- _Data supplied_:
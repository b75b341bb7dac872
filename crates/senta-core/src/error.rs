//! Configuration error types.

use std::path::PathBuf;

use thiserror::Error;

/// Errors that can occur while loading settings.
#[derive(Debug, Error)]
pub enum ConfigError {
    /// The settings file does not exist.
    #[error("config file not found: {0}")]
    NotFound(PathBuf),

    /// The settings file exists but could not be read.
    #[error("failed to read config file: {0}")]
    Io(#[from] std::io::Error),

    /// The file is not valid JSON or does not match the settings shape.
    #[error("failed to parse config: {0}")]
    Parse(#[from] serde_json::Error),

    /// A required field is empty.
    #[error("invalid config: {0}")]
    Invalid(String),
}

/// Result type for configuration operations.
pub type Result<T> = std::result::Result<T, ConfigError>;
//! Command-line interface definition using clap.
//!
//! ```text
//! senta-bot <config-path>      start the bot
//! senta-bot help|-h|--help     print usage
//! senta-bot version|-v|--version
//! ```

use std::ffi::OsString;
use std::path::PathBuf;

use clap::error::{ContextKind, ContextValue, ErrorKind};
use clap::{ArgAction, Parser};

/// Senta - Telegram bot for managing remote processes
#[derive(Parser, Debug)]
#[command(name = "senta-bot")]
#[command(disable_help_flag = true, disable_version_flag = true)]
pub struct Cli {
    /// Path to the JSON config file, or `help` / `version`
    pub target: Option<String>,

    /// Extra positional arguments are ignored
    #[arg(hide = true)]
    pub rest: Vec<String>,

    /// Print usage
    #[arg(short = 'h', long = "help")]
    pub help: bool,

    /// Print version information
    #[arg(short = 'v', long = "version")]
    pub version: bool,

    /// More logging (--verbose, --verbose --verbose)
    #[arg(long, action = ArgAction::Count)]
    pub verbose: u8,
}

/// What the binary was asked to do.
#[derive(Debug, Clone, PartialEq, Eq)]
pub enum Invocation {
    Usage,
    Version,
    Run { config: PathBuf, verbose: u8 },
    /// A flag nobody knows, e.g. `-x`.
    UnknownArgument(String),
    /// Any other command line error, already formatted by clap.
    Invalid(String),
}

impl Cli {
    pub fn invocation(self) -> Invocation {
        match self.target.as_deref() {
            _ if self.help => Invocation::Usage,
            _ if self.version => Invocation::Version,
            None | Some("help") => Invocation::Usage,
            Some("version") => Invocation::Version,
            Some(path) => Invocation::Run {
                config: PathBuf::from(path),
                verbose: self.verbose,
            },
        }
    }
}

/// Parse the full argument list, including the binary name.
pub fn parse_args<I, T>(args: I) -> Invocation
where
    I: IntoIterator<Item = T>,
    T: Into<OsString>,
{
    let args = args.into_iter().map(|a| normalize_single_dash(a.into()));

    match Cli::try_parse_from(args) {
        Ok(cli) => cli.invocation(),
        Err(e) if e.kind() == ErrorKind::UnknownArgument => {
            let arg = match e.get(ContextKind::InvalidArg) {
                Some(ContextValue::String(arg)) => arg.clone(),
                _ => String::from("?"),
            };
            Invocation::UnknownArgument(arg)
        }
        Err(e) => Invocation::Invalid(e.to_string()),
    }
}

/// Accept `-help` and `-version` as aliases of the long flags.
fn normalize_single_dash(arg: OsString) -> OsString {
    match arg.to_str() {
        Some("-help") => OsString::from("--help"),
        Some("-version") => OsString::from("--version"),
        _ => arg,
    }
}

/// Default tracing filter for a verbosity level.
///
/// `senta_bot` is the binary's own target, where startup and fatal errors
/// are logged.
pub fn log_filter(verbose: u8) -> &'static str {
    match verbose {
        0 => "senta_bot=info,senta_telegram=info,senta_client=info,senta_core=info,teloxide=warn",
        1 => "senta_bot=debug,senta_telegram=debug,senta_client=debug,senta_core=debug,teloxide=info",
        _ => "senta_bot=trace,senta_telegram=trace,senta_client=trace,senta_core=trace,teloxide=debug",
    }
}
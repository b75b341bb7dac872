//! Telegram bot front end for the remote process management API.
//!
//! Users list processes and start, stop or restart them from Telegram using
//! a couple of commands and inline buttons.
//!
//! # Configuration
//!
//! The bot reads a JSON file (see [`senta_core::Settings`]):
//! - `tlg_token`: bot token from @BotFather
//! - `server`: root URL of the process API
//! - `api_token`: process API key
//! - `accepted_users`: optional username allow-list
//!
//! # Example
//!
//! ```no_run
//! use std::sync::Arc;
//! use senta_core::Settings;
//! use senta_telegram::SentaBot;
//!
//! #[tokio::main]
//! async fn main() -> Result<(), Box<dyn std::error::Error>> {
//!     let settings = Settings::load("/etc/senta/bot.json")?;
//!     let bot = SentaBot::new(Arc::new(settings));
//!     bot.start_polling().await?;
//!     Ok(())
//! }
//! ```
//!
//! # Commands
//!
//! - `/start` - Main menu with a "List Processes" button
//! - `/process_<id>` - Start / Stop / Restart buttons for one process

pub mod about;
pub mod bot;
pub mod cli;
pub mod command;
pub mod error;
pub mod event;
pub mod format;
pub mod handlers;

pub use about::About;
pub use bot::SentaBot;
pub use command::{parse_callback, parse_text, Command, CommandError};
pub use error::{Result, TelegramError};
pub use event::InboundEvent;
pub use format::{
    format_listing, listing_messages, process_keyboard, start_keyboard, Reply, MAX_MESSAGE_LEN,
};
pub use handlers::{BotHandler, Dispatch};
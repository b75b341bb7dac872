//! Application name, build metadata and the help/version texts.

/// Display name of the application.
pub const APP_NAME: &str = "Senta - tlgbot";

const VERSION: &str = env!("CARGO_PKG_VERSION");
const COMMIT: &str = env!("SENTA_COMMIT");
const COMMIT_DATE: &str = env!("SENTA_COMMIT_DATE");

/// Build information printed by `help` and `version`.
#[derive(Debug, Clone, PartialEq, Eq)]
pub struct About {
    pub app_name: &'static str,
    pub version: &'static str,
    pub commit: &'static str,
    /// Commit time, UTC.
    pub commit_date: &'static str,
    /// How the binary was invoked (`argv[0]`).
    pub bin: String,
}

impl About {
    /// Build metadata for the running binary.
    pub fn current() -> Self {
        let bin = std::env::args()
            .next()
            .unwrap_or_else(|| "senta-bot".to_string());
        Self::with_bin(bin)
    }

    pub fn with_bin(bin: impl Into<String>) -> Self {
        Self {
            app_name: APP_NAME,
            version: VERSION,
            commit: COMMIT,
            commit_date: COMMIT_DATE,
            bin: bin.into(),
        }
    }

    /// Format: "0.3.0 (1a2b3c4d, 2026-01-29 10:15:00)"
    pub fn version_string(&self) -> String {
        format!("{} ({}, {})", self.version, self.commit, self.commit_date)
    }

    pub fn version_text(&self) -> String {
        format!("{} {}\n", self.app_name, self.version_string())
    }

    pub fn usage_text(&self) -> String {
        format!(
            "{name} {version}\n\
             Telegram bot for managing remote processes.\n\n\
             Usage:\n\
             \x20 {bin} <config-path>     start the bot with a JSON config file\n\
             \x20 {bin} help              show this help\n\
             \x20 {bin} version           show version information\n\n\
             Options:\n\
             \x20 -h, --help              show this help\n\
             \x20 -v, --version           show version information\n\
             \x20     --verbose           more logging (repeat for trace)\n\n\
             Config file fields:\n\
             \x20 tlg_token               Telegram bot token\n\
             \x20 server                  process API root, e.g. https://host:8080\n\
             \x20 api_token               process API key\n\
             \x20 accepted_users          optional list of allowed usernames\n\n\
             Environment:\n\
             \x20 SENTA_TLG_TOKEN         overrides tlg_token\n\
             \x20 SENTA_API_TOKEN         overrides api_token\n\
             \x20 RUST_LOG                log filter\n",
            name = self.app_name,
            version = self.version_string(),
            bin = self.bin,
        )
    }
}
//! End-to-end tests for event handling with a stub process API.

use std::io::Write;
use std::sync::{Arc, Mutex};

use async_trait::async_trait;
use senta_client::{ActionResult, ProcessAction, ProcessApi, RemoteError, RemoteProcess};
use senta_core::Settings;
use senta_telegram::{BotHandler, Dispatch, InboundEvent, Reply, MAX_MESSAGE_LEN};
use teloxide::types::{ChatId, InlineKeyboardButtonKind};

type ListFn = dyn Fn() -> senta_client::Result<Vec<RemoteProcess>> + Send + Sync;
type ActionFn = dyn Fn(ProcessAction, u64) -> senta_client::Result<ActionResult> + Send + Sync;

/// Process API double that records every call.
struct StubApi {
    list: Box<ListFn>,
    action: Box<ActionFn>,
    calls: Mutex<Vec<String>>,
}

impl StubApi {
    fn new() -> Self {
        Self {
            list: Box::new(|| Ok(Vec::new())),
            action: Box::new(|action, _| {
                Ok(ActionResult {
                    message: format!("{} ok", action),
                })
            }),
            calls: Mutex::new(Vec::new()),
        }
    }

    fn with_list<F>(mut self, f: F) -> Self
    where
        F: Fn() -> senta_client::Result<Vec<RemoteProcess>> + Send + Sync + 'static,
    {
        self.list = Box::new(f);
        self
    }

    fn with_action<F>(mut self, f: F) -> Self
    where
        F: Fn(ProcessAction, u64) -> senta_client::Result<ActionResult> + Send + Sync + 'static,
    {
        self.action = Box::new(f);
        self
    }

    fn calls(&self) -> Vec<String> {
        self.calls.lock().unwrap().clone()
    }
}

#[async_trait]
impl ProcessApi for StubApi {
    async fn list_processes(&self) -> senta_client::Result<Vec<RemoteProcess>> {
        self.calls.lock().unwrap().push("list".to_string());
        (self.list)()
    }

    async fn perform_action(
        &self,
        action: ProcessAction,
        id: u64,
    ) -> senta_client::Result<ActionResult> {
        self.calls.lock().unwrap().push(format!("{}/{}", action, id));
        (self.action)(action, id)
    }
}

fn settings(accepted_users: &[&str]) -> Arc<Settings> {
    Arc::new(Settings {
        tlg_token: "123:abc".into(),
        server: "http://astra.test".into(),
        api_token: "key".into(),
        accepted_users: accepted_users.iter().map(|u| u.to_string()).collect(),
    })
}

fn handler(settings: Arc<Settings>, api: Arc<StubApi>) -> BotHandler {
    BotHandler::new(settings, api)
}

fn text(user: Option<&str>, text: &str) -> InboundEvent {
    InboundEvent::Text {
        chat_id: ChatId(100),
        username: user.map(str::to_string),
        text: text.to_string(),
    }
}

fn callback(user: Option<&str>, data: &str) -> InboundEvent {
    InboundEvent::Callback {
        chat_id: ChatId(100),
        username: user.map(str::to_string),
        data: data.to_string(),
    }
}

fn replies(dispatch: Dispatch) -> Vec<Reply> {
    match dispatch {
        Dispatch::Replies(replies) => replies,
        other => panic!("expected replies, got {:?}", other),
    }
}

fn button_payloads(reply: &Reply) -> Vec<String> {
    reply
        .keyboard
        .as_ref()
        .map(|kb| {
            kb.inline_keyboard
                .iter()
                .flatten()
                .filter_map(|b| match &b.kind {
                    InlineKeyboardButtonKind::CallbackData(data) => Some(data.clone()),
                    _ => None,
                })
                .collect()
        })
        .unwrap_or_default()
}

#[tokio::test]
async fn test_start_shows_list_button() {
    let api = Arc::new(StubApi::new());
    let handler = handler(settings(&[]), Arc::clone(&api));

    let out = replies(handler.handle(&text(Some("alice"), "/start")).await);
    assert_eq!(out.len(), 1);
    assert_eq!(out[0].text, "Choose an action:");
    assert_eq!(button_payloads(&out[0]), vec!["list_processes"]);
    assert!(api.calls().is_empty());
}

#[tokio::test]
async fn test_process_command_shows_three_buttons() {
    let api = Arc::new(StubApi::new());
    let handler = handler(settings(&[]), Arc::clone(&api));

    let out = replies(handler.handle(&text(Some("alice"), "/process_42")).await);
    assert_eq!(out.len(), 1);
    assert_eq!(
        button_payloads(&out[0]),
        vec!["process_start_42", "process_stop_42", "process_restart_42"]
    );
    assert!(api.calls().is_empty());
}

#[tokio::test]
async fn test_process_command_invalid() {
    let api = Arc::new(StubApi::new());
    let handler = handler(settings(&[]), Arc::clone(&api));

    let out = replies(handler.handle(&text(None, "/process")).await);
    assert_eq!(out, vec![Reply::text("Invalid command format. Usage: /process_<id>")]);
}

#[tokio::test]
async fn test_unknown_text_is_ignored() {
    let api = Arc::new(StubApi::new());
    let handler = handler(settings(&[]), Arc::clone(&api));

    assert_eq!(handler.handle(&text(Some("alice"), "hello")).await, Dispatch::Ignored);
    assert_eq!(handler.handle(&callback(Some("alice"), "noop")).await, Dispatch::Ignored);
    assert!(api.calls().is_empty());
}

#[tokio::test]
async fn test_list_processes_formats_and_resends_menu() {
    let api = Arc::new(StubApi::new().with_list(|| {
        Ok(vec![
            RemoteProcess { id: 1, name: "web".into(), is_active: true },
            RemoteProcess { id: 2, name: "db".into(), is_active: false },
        ])
    }));
    let handler = handler(settings(&[]), Arc::clone(&api));

    let out = replies(handler.handle(&callback(Some("alice"), "list_processes")).await);
    assert_eq!(out.len(), 2);

    let lines: Vec<&str> = out[0].text.lines().collect();
    assert_eq!(lines.len(), 2);
    assert!(lines[0].contains("web") && lines[0].contains("/process_1"));
    assert!(lines[1].contains("db") && lines[1].contains("/process_2"));
    assert!(lines[0].contains("🟢") && lines[1].contains("🔴"));
    assert!(out[0].keyboard.is_none());

    assert_eq!(button_payloads(&out[1]), vec!["list_processes"]);
    assert_eq!(api.calls(), vec!["list"]);
}

#[tokio::test]
async fn test_large_listing_is_split_before_menu() {
    let api = Arc::new(StubApi::new().with_list(|| {
        Ok((0..600)
            .map(|id| RemoteProcess {
                id,
                name: format!("service-{}", id),
                is_active: true,
            })
            .collect())
    }));
    let handler = handler(settings(&[]), Arc::clone(&api));

    let out = replies(handler.handle(&callback(Some("alice"), "list_processes")).await);
    assert!(out.len() > 2);

    let (menu, listing) = out.split_last().unwrap();
    assert_eq!(button_payloads(menu), vec!["list_processes"]);
    for reply in listing {
        assert!(reply.keyboard.is_none());
        assert!(reply.text.encode_utf16().count() <= MAX_MESSAGE_LEN);
    }

    let text: String = listing.iter().map(|r| r.text.as_str()).collect();
    assert_eq!(text.lines().count(), 600);
    assert!(text.lines().last().unwrap().ends_with("/process_599"));
    assert_eq!(api.calls(), vec!["list"]);
}

#[tokio::test]
async fn test_list_processes_failure() {
    let api = Arc::new(StubApi::new().with_list(|| {
        Err(RemoteError::Status {
            status: 503,
            body: String::new(),
        })
    }));
    let handler = handler(settings(&[]), Arc::clone(&api));

    let out = replies(handler.handle(&callback(Some("alice"), "list_processes")).await);
    assert_eq!(
        out,
        vec![Reply::text(
            "Failed to fetch processes: request failed with status 503"
        )]
    );
}

#[tokio::test]
async fn test_restart_success_message_verbatim() {
    let api = Arc::new(StubApi::new().with_action(|_, _| {
        Ok(ActionResult {
            message: "restarted".into(),
        })
    }));
    let handler = handler(settings(&[]), Arc::clone(&api));

    let out = replies(handler.handle(&callback(Some("alice"), "process_restart_9")).await);
    assert_eq!(out, vec![Reply::text("restarted")]);
    assert_eq!(api.calls(), vec!["restart/9"]);
}

#[tokio::test]
async fn test_stop_unknown_process() {
    let api = Arc::new(StubApi::new().with_action(|_, _| Err(RemoteError::ProcessNotFound)));
    let handler = handler(settings(&[]), Arc::clone(&api));

    let out = replies(handler.handle(&callback(Some("alice"), "process_stop_7")).await);
    assert_eq!(out, vec![Reply::text("Process not found")]);
    assert_eq!(api.calls(), vec!["stop/7"]);
}

#[tokio::test]
async fn test_action_generic_failure() {
    let api = Arc::new(StubApi::new().with_action(|_, _| {
        Err(RemoteError::Status {
            status: 500,
            body: "internal error".into(),
        })
    }));
    let handler = handler(settings(&[]), Arc::clone(&api));

    let out = replies(handler.handle(&callback(Some("alice"), "process_start_3")).await);
    assert_eq!(out.len(), 1);
    assert!(out[0].text.starts_with("Failed to start process: "));
    assert!(out[0].text.contains("internal error"));
}

#[tokio::test]
async fn test_malformed_payload_makes_no_remote_call() {
    let api = Arc::new(StubApi::new());
    let handler = handler(settings(&[]), Arc::clone(&api));

    let out = replies(handler.handle(&callback(Some("alice"), "process_start")).await);
    assert_eq!(out, vec![Reply::text("Usage: button 'start_process_<id>'")]);
    assert!(api.calls().is_empty());
}

#[tokio::test]
async fn test_allow_list_drops_strangers() {
    let api = Arc::new(StubApi::new());
    let handler = handler(settings(&["alice"]), Arc::clone(&api));

    assert_eq!(handler.handle(&text(Some("bob"), "/start")).await, Dispatch::Dropped);
    assert_eq!(
        handler.handle(&callback(Some("bob"), "process_stop_1")).await,
        Dispatch::Dropped
    );
    assert_eq!(
        handler.handle(&callback(None, "list_processes")).await,
        Dispatch::Dropped
    );
    assert!(api.calls().is_empty());

    let out = replies(handler.handle(&callback(Some("alice"), "process_stop_1")).await);
    assert_eq!(out, vec![Reply::text("stop ok")]);
    assert_eq!(api.calls(), vec!["stop/1"]);
}

#[tokio::test]
async fn test_allow_list_applies_before_parsing() {
    let api = Arc::new(StubApi::new());
    let handler = handler(settings(&["alice"]), Arc::clone(&api));

    // malformed input from a stranger gets no usage hint either
    assert_eq!(handler.handle(&text(Some("bob"), "/process")).await, Dispatch::Dropped);
}

#[tokio::test]
async fn test_handler_from_config_file() {
    let mut file = tempfile::NamedTempFile::new().unwrap();
    write!(
        file,
        r#"{{"tlg_token":"1:x","server":"http://astra.test","api_token":"k","accepted_users":["alice"]}}"#
    )
    .unwrap();

    let settings = Arc::new(Settings::load(file.path()).unwrap());
    let api = Arc::new(StubApi::new());
    let handler = BotHandler::new(Arc::clone(&settings), api);

    assert_eq!(handler.settings().accepted_users, vec!["alice"]);
    assert_eq!(handler.handle(&text(Some("carol"), "/start")).await, Dispatch::Dropped);
    assert!(matches!(
        handler.handle(&text(Some("alice"), "/start")).await,
        Dispatch::Replies(_)
    ));
}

- _Task goal_:
The exact lines of the material above starting at the one that contains "#[arg(hide = true)]" and ending at the one that contains "if self.help =>" are what to retype; leave out everything else.

- _Answer space_:
    #[arg(hide = true)]
    pub rest: Vec<String>,

    /// Print usage
    #[arg(short = 'h', long = "help")]
    pub help: bool,

    /// Print version information
    #[arg(short = 'v', long = "version")]
    pub version: bool,

    /// More logging (--verbose, --verbose --verbose)
    #[arg(long, action = ArgAction::Count)]
    pub verbose: u8,
}

/// What the binary was asked to do.
#[derive(Debug, Clone, PartialEq, Eq)]
pub enum Invocation {
    Usage,
    Version,
    Run { config: PathBuf, verbose: u8 },
    /// A flag nobody knows, e.g. `-x`.
    UnknownArgument(String),
    /// Any other command line error, already formatted by clap.
    Invalid(String),
}

impl Cli {
    pub fn invocation(self) -> Invocation {
        match self.target.as_deref() {
            _ if self.help => Invocation::Usage,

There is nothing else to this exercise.